***** Records for the task

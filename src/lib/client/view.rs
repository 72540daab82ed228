use std::fmt::Write;

use crate::client::api::TodoApi;
use crate::client::app::TodoApp;

const DATE_FORMAT: &str = "%Y-%m-%d";

/// Renders the whole client state as plain text.
pub fn render<A: TodoApi>(app: &TodoApp<A>) -> String {
    let mut out = String::new();
    let _ = writeln!(out, "📝 Todo List");

    if !app.error().is_empty() {
        let _ = writeln!(out, "❌ {}", app.error());
    }

    let todos = app.todos();
    if app.is_loading() && todos.is_empty() {
        let _ = writeln!(out, "Loading todos...");
        return out;
    }
    if todos.is_empty() {
        let _ = writeln!(out, "No todos yet. Add one above!");
        return out;
    }

    for (i, todo) in todos.iter().enumerate() {
        let mark = if todo.completed { "✓" } else { "○" };
        match app.editing() {
            Some(edit) if edit.id == todo.id => {
                let _ = writeln!(out, "{:>3}. {mark} ✏️  {}", i + 1, edit.text);
            }
            _ => {
                let _ = write!(
                    out,
                    "{:>3}. {mark} {}  (created {}",
                    i + 1,
                    todo.text,
                    todo.created_at.format(DATE_FORMAT)
                );
                if todo.was_edited() {
                    let _ = write!(out, ", updated {}", todo.updated_at.format(DATE_FORMAT));
                }
                let _ = writeln!(out, ")");
            }
        }
    }

    let stats = app.stats();
    let _ = writeln!(
        out,
        "Total: {} | Completed: {} | Pending: {} | {}% done",
        stats.total, stats.completed, stats.pending, stats.completion_rate
    );
    out
}

#[cfg(test)]
mod tests {
    use super::*;
    use crate::client::api::{ClientError, TodoApi};
    use crate::core::{Todo, TodoChanges, TodoId};
    use async_trait::async_trait;
    use chrono::{Duration, TimeZone, Utc};

    struct Canned(Vec<Todo>);

    #[async_trait]
    impl TodoApi for Canned {
        async fn list(&self) -> Result<Vec<Todo>, ClientError> {
            Ok(self.0.clone())
        }
        async fn create(&self, _: &str) -> Result<Todo, ClientError> {
            unimplemented!()
        }
        async fn delete(&self, _: TodoId) -> Result<(), ClientError> {
            unimplemented!()
        }
        async fn toggle(&self, _: TodoId) -> Result<Todo, ClientError> {
            unimplemented!()
        }
        async fn update(&self, _: TodoId, _: &TodoChanges) -> Result<Todo, ClientError> {
            unimplemented!()
        }
    }

    #[test]
    fn empty_list_shows_placeholder() {
        let app = TodoApp::new(Canned(vec![]));
        assert!(render(&app).contains("No todos yet. Add one above!"));
    }

    #[tokio::test]
    async fn items_are_numbered_with_marks_and_footer() {
        let created = Utc.with_ymd_and_hms(2026, 10, 1, 9, 0, 0).unwrap();
        let todos = vec![
            Todo {
                id: TodoId::new(),
                text: "ship it".into(),
                completed: true,
                created_at: created,
                updated_at: created + Duration::days(2),
            },
            Todo {
                id: TodoId::new(),
                text: "write tests".into(),
                completed: false,
                created_at: created,
                updated_at: created,
            },
        ];
        let mut app = TodoApp::new(Canned(todos));
        app.refresh().await.unwrap();
        let screen = render(&app);

        assert!(screen.contains("  1. ✓ ship it  (created 2026-10-01, updated 2026-10-03)"));
        assert!(screen.contains("  2. ○ write tests  (created 2026-10-01)"));
        assert!(screen.contains("Total: 2 | Completed: 1 | Pending: 1 | 50% done"));
    }
}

**********

[Exercise aim] Lines with "above": state how many there are in the records, and nothing more.

[Answer area] 2